ABOUT THIS TASK:
Every line from the line containing "let Some(interval) = interval" to the end of the data must appear in the answer exactly as it appears there, and nothing else.

*** DATA PROVIDED Section Begins ***

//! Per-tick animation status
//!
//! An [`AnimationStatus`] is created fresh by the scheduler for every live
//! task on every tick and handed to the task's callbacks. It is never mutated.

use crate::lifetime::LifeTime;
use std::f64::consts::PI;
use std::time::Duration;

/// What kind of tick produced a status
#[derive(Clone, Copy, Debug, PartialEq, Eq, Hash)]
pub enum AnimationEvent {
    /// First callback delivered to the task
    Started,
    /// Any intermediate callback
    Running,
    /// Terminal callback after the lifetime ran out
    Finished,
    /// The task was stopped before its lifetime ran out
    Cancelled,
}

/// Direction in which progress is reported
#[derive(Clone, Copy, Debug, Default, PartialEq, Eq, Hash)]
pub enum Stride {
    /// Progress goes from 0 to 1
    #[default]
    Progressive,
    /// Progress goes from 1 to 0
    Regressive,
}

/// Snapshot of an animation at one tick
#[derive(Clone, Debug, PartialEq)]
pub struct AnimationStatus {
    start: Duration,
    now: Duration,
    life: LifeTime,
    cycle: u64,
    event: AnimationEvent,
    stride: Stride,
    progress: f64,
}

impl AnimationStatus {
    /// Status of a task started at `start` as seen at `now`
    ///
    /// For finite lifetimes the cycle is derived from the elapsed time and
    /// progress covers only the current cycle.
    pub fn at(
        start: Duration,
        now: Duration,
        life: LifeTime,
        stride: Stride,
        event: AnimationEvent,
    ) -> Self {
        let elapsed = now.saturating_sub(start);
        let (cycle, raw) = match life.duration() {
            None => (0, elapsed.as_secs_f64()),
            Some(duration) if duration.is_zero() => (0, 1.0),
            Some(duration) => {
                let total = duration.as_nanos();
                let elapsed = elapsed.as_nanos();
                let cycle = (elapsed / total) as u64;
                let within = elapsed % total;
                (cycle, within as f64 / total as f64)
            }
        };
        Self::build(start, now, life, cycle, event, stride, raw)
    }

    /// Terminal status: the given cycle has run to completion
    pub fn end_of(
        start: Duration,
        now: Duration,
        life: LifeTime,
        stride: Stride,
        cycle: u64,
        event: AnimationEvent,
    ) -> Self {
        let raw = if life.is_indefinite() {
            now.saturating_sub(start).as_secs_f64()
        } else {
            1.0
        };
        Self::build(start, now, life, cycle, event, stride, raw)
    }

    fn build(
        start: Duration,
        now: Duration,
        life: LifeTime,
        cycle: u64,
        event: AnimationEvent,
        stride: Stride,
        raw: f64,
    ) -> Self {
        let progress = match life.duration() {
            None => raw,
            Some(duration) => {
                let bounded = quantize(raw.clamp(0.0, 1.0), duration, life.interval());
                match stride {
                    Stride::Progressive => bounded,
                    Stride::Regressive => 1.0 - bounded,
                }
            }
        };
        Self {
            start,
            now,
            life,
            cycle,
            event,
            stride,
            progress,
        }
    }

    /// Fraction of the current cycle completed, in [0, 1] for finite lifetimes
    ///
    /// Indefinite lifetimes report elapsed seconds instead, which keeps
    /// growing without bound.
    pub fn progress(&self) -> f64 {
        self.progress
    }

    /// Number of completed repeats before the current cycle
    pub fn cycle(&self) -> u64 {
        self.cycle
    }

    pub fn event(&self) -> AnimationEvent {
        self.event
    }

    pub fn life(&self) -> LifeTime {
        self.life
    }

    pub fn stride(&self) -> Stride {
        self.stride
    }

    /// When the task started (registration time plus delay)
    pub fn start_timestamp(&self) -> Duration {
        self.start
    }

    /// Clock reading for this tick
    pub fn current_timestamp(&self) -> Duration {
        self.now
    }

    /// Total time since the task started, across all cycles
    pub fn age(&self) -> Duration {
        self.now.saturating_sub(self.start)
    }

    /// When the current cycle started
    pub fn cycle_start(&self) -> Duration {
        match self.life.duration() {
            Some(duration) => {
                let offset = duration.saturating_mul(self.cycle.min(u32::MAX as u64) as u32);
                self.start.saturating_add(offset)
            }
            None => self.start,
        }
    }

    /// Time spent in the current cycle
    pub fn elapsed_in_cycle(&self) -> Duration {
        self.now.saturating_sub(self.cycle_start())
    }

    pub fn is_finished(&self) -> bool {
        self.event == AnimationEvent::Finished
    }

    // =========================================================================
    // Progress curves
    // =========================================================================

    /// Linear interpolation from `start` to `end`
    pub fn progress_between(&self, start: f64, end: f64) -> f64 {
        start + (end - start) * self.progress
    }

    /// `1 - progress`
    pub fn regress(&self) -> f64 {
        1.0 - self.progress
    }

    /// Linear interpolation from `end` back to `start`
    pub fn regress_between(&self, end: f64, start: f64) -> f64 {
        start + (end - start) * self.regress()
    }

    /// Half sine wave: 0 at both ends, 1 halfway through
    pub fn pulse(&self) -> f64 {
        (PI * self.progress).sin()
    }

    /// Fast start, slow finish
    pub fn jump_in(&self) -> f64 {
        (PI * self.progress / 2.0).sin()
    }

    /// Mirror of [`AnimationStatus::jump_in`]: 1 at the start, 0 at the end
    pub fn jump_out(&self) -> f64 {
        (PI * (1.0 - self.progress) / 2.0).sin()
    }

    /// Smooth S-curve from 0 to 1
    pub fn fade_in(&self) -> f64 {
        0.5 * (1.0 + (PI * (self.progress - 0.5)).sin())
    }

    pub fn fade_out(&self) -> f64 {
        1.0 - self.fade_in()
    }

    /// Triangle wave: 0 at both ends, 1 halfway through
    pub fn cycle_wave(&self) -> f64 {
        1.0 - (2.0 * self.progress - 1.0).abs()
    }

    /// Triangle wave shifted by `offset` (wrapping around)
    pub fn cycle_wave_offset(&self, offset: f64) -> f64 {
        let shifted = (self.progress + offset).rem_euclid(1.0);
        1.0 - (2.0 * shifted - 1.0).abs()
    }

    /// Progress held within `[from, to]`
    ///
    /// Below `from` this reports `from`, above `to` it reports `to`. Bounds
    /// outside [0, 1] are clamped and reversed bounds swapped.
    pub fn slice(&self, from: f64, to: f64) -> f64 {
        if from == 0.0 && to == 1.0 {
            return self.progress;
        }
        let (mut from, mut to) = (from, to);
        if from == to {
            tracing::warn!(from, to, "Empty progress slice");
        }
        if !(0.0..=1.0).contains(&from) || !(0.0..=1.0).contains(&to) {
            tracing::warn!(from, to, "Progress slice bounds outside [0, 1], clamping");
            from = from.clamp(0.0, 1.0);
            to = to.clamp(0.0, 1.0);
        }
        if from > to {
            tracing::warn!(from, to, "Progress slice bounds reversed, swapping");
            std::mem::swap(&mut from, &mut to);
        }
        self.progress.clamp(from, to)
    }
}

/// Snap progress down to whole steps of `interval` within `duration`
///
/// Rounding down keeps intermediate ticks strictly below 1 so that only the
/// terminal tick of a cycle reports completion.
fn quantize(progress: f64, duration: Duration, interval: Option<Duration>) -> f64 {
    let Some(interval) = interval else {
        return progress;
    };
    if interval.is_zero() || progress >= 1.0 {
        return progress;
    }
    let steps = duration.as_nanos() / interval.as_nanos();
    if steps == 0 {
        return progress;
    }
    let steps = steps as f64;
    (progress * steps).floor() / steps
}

*** DATA PROVIDED Section Ends ***

SOLUTION TO THIS EXERCISE:
    let Some(interval) = interval else {
        return progress;
    };
    if interval.is_zero() || progress >= 1.0 {
        return progress;
    }
    let steps = duration.as_nanos() / interval.as_nanos();
    if steps == 0 {
        return progress;
    }
    let steps = steps as f64;
    (progress * steps).floor() / steps
}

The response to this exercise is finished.